Task material section start
//! Verified caller identity.

// std
use std::fmt::{Display, Formatter, Result as FmtResult};
// crates.io
use serde::Serialize;
use serde_json::{Map, Value};
// self
use crate::verifier::TokenClaims;

/// Role assumed when a verified token carries no `role` claim.
pub const DEFAULT_ROLE: &str = "user";

/// Identity derived from verified token claims.
///
/// Owned by the request that produced it; handlers read it through the accessors and never
/// reach back into the verifier.
#[derive(Clone, Debug, PartialEq, Serialize)]
pub struct Principal {
	id: String,
	email: String,
	role: String,
	claims: TokenClaims,
}
impl Principal {
	/// Build the identity from a verified claim set.
	pub fn from_claims(claims: TokenClaims) -> Self {
		Self {
			id: claims.subject().unwrap_or_default().to_owned(),
			email: claims.email().unwrap_or_default().to_owned(),
			role: claims.role().unwrap_or(DEFAULT_ROLE).to_owned(),
			claims,
		}
	}

	/// Subject identifier (`sub`).
	pub fn id(&self) -> &str {
		&self.id
	}

	/// Email address, empty when the token carries none.
	pub fn email(&self) -> &str {
		&self.email
	}

	/// Role claim, `"user"` when absent.
	pub fn role(&self) -> &str {
		&self.role
	}

	/// Full verified claim set.
	pub fn claims(&self) -> &TokenClaims {
		&self.claims
	}

	/// Raw claim map.
	pub fn raw_claims(&self) -> &Map<String, Value> {
		self.claims.as_map()
	}

	/// Display name: the email when present, otherwise the subject.
	pub fn username(&self) -> &str {
		if self.email.is_empty() { &self.id } else { &self.email }
	}
}
impl Display for Principal {
	fn fmt(&self, f: &mut Formatter<'_>) -> FmtResult {
		f.write_str(self.username())
	}
}
impl From<TokenClaims> for Principal {
	fn from(claims: TokenClaims) -> Self {
		Self::from_claims(claims)
	}
}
Task material section end
## What the task asks
Your answer should consist solely of the lines above from the line with "#[derive(Clone, Debug, PartialEq, Serialize)]" to the line with "pub fn claims(&self)", both included, reproduced exactly.

## Output below
#[derive(Clone, Debug, PartialEq, Serialize)]
pub struct Principal {
	id: String,
	email: String,
	role: String,
	claims: TokenClaims,
}
impl Principal {
	/// Build the identity from a verified claim set.
	pub fn from_claims(claims: TokenClaims) -> Self {
		Self {
			id: claims.subject().unwrap_or_default().to_owned(),
			email: claims.email().unwrap_or_default().to_owned(),
			role: claims.role().unwrap_or(DEFAULT_ROLE).to_owned(),
			claims,
		}
	}

	/// Subject identifier (`sub`).
	pub fn id(&self) -> &str {
		&self.id
	}

	/// Email address, empty when the token carries none.
	pub fn email(&self) -> &str {
		&self.email
	}

	/// Role claim, `"user"` when absent.
	pub fn role(&self) -> &str {
		&self.role
	}

	/// Full verified claim set.
	pub fn claims(&self) -> &TokenClaims {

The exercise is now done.